He lowered his head, brushing his nose over the velvety fur of her
snout. Her tiny whiskers tickled his nostrils, nearly making him
sneeze.
“I enjoy our estrangement. It spices things up between us when it
comes to bedding her.”
Nox pulled away from Aya. He wouldn’t doubt she was still upset
with them. Hell, he’d be pissed if he was exposed to such vile
behavior.
Determined to settle the differences that set him and Riley astray a
quarter century earlier, he began the fluid transformation from wolf to
man. The supple fur retracted and disappeared beneath his skin. His
legs remolded and reformed, bones and joints stretching and
realigning. His arms filled out, muscle replacing sinewy front legs. At
last, his head reshaped, leaving his dark hair to blow across his face.
“Turn, Riley.”
The tawny wolf grumbled his displeasure, but within a matter of
moments, Riley took up position on the opposite side of the rocks
protecting their sleeping mate. He leaned against the rough structure,
braced on his elbows, his eyes burning into Nox.

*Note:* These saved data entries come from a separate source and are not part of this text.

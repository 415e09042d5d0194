//! Input events abstraction
//!
//! Defines platform-agnostic keys, modifiers and the actions they trigger.

use bitflags::bitflags;

bitflags! {
    /// Keyboard modifiers
    #[derive(Debug, Clone, Copy, PartialEq, Eq, Default, Hash)]
    pub struct Modifiers: u8 {
        const SHIFT = 1 << 0;
        const CTRL = 1 << 1;
        const ALT = 1 << 2;
        const SUPER = 1 << 3;
    }
}

/// Declares [`KeyCode`] together with the GDK keyval name of each key, so
/// parsing and formatting accelerators share one table.
macro_rules! key_codes {
    ($($variant:ident => $name:literal),* $(,)?) => {
        /// Keyboard key codes
        #[derive(Debug, Clone, Copy, PartialEq, Eq, Hash)]
        pub enum KeyCode {
            $($variant,)*
        }

        impl KeyCode {
            /// Every key code, in declaration order
            pub const ALL: &'static [KeyCode] = &[$(KeyCode::$variant,)*];

            /// GDK keyval name, as written in accelerator strings
            pub fn name(self) -> &'static str {
                match self {
                    $(KeyCode::$variant => $name,)*
                }
            }
        }
    };
}

key_codes! {
    A => "a", B => "b", C => "c", D => "d", E => "e", F => "f", G => "g",
    H => "h", I => "i", J => "j", K => "k", L => "l", M => "m", N => "n",
    O => "o", P => "p", Q => "q", R => "r", S => "s", T => "t", U => "u",
    V => "v", W => "w", X => "x", Y => "y", Z => "z",

    Key0 => "0", Key1 => "1", Key2 => "2", Key3 => "3", Key4 => "4",
    Key5 => "5", Key6 => "6", Key7 => "7", Key8 => "8", Key9 => "9",

    F1 => "F1", F2 => "F2", F3 => "F3", F4 => "F4", F5 => "F5", F6 => "F6",
    F7 => "F7", F8 => "F8", F9 => "F9", F10 => "F10", F11 => "F11", F12 => "F12",

    Up => "Up", Down => "Down", Left => "Left", Right => "Right",
    Home => "Home", End => "End", PageUp => "Page_Up", PageDown => "Page_Down",

    Insert => "Insert", Delete => "Delete", Backspace => "BackSpace",
    Enter => "Return", Tab => "Tab", Escape => "Escape", Space => "space",

    Minus => "minus", Equals => "equal", Plus => "plus",
    LeftBracket => "bracketleft", RightBracket => "bracketright",
    Semicolon => "semicolon", Quote => "apostrophe", Backquote => "grave",
    Backslash => "backslash", Comma => "comma", Period => "period", Slash => "slash",
}

impl KeyCode {
    /// Character typed by this key without modifiers
    pub fn to_char(self) -> Option<char> {
        let mut chars = self.name().chars();
        if let (Some(c), None) = (chars.next(), chars.next()) {
            // letters and digits are named by their character
            return Some(c);
        }
        Some(match self {
            Self::Space => ' ',
            Self::Minus => '-',
            Self::Equals => '=',
            Self::Plus => '+',
            Self::LeftBracket => '[',
            Self::RightBracket => ']',
            Self::Semicolon => ';',
            Self::Quote => '\'',
            Self::Backquote => '`',
            Self::Backslash => '\\',
            Self::Comma => ',',
            Self::Period => '.',
            Self::Slash => '/',
            _ => return None,
        })
    }

    /// Look a key up by GDK name (case-insensitive) or by its character
    pub fn from_name(name: &str) -> Option<Self> {
        Self::ALL.iter().copied().find(|key| {
            key.name().eq_ignore_ascii_case(name)
                || key.to_char().is_some_and(|c| {
                    let mut chars = name.chars();
                    chars.next() == Some(c) && chars.next().is_none()
                })
        })
    }
}

/// A direction on screen, used for pane focus and monitor moves
#[derive(Debug, Clone, Copy, PartialEq, Eq, Hash)]
pub enum Direction {
    Up,
    Down,
    Left,
    Right,
}

/// Action that can be bound to a shortcut
#[derive(Debug, Clone, Copy, PartialEq, Eq, Hash)]
pub enum Action {
    // Page (tab) actions
    NewPage,
    RenamePage,
    ClosePage,
    NextPage,
    PrevPage,
    MovePageLeft,
    MovePageRight,

    // Pane actions
    SplitVertical,
    SplitHorizontal,
    CloseNode,
    /// Focus the neighbouring pane
    MoveFocus(Direction),

    // Window actions
    /// Move the window to the monitor on the left or right
    MoveScreen(Direction),
    ToggleFullscreen,
    Quit,

    // Edit actions
    Copy,
    Paste,
    SelectAll,

    // View actions
    ToggleScrollbars,
}

/// A keyboard shortcut
#[derive(Debug, Clone, PartialEq, Eq, Hash)]
pub struct Shortcut {
    pub key: KeyCode,
    pub modifiers: Modifiers,
}

impl Shortcut {
    pub fn new(key: KeyCode, modifiers: Modifiers) -> Self {
        Self { key, modifiers }
    }

    /// Create a shortcut with Ctrl modifier
    pub fn ctrl(key: KeyCode) -> Self {
        Self::new(key, Modifiers::CTRL)
    }

    /// Create a shortcut with Ctrl+Shift modifiers
    pub fn ctrl_shift(key: KeyCode) -> Self {
        Self::new(key, Modifiers::CTRL | Modifiers::SHIFT)
    }
}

“What makes you think I care to reconcile our differences? Just
because you think we’re mated to a white, brothers in paws so to
speak, doesn’t mean I’m an instant ally,” Riley sneered. Nox crossed
his arms over his chest and lifted a brow, not in the least intimidated
by the dangerous glow in the other man’s eyes. “I told you before not
to misconstrue my earlier intervention as a truce.”
“If you’d put aside your fucking front and listen to anything I’ve
told you, you’d understand your feelings a little more.”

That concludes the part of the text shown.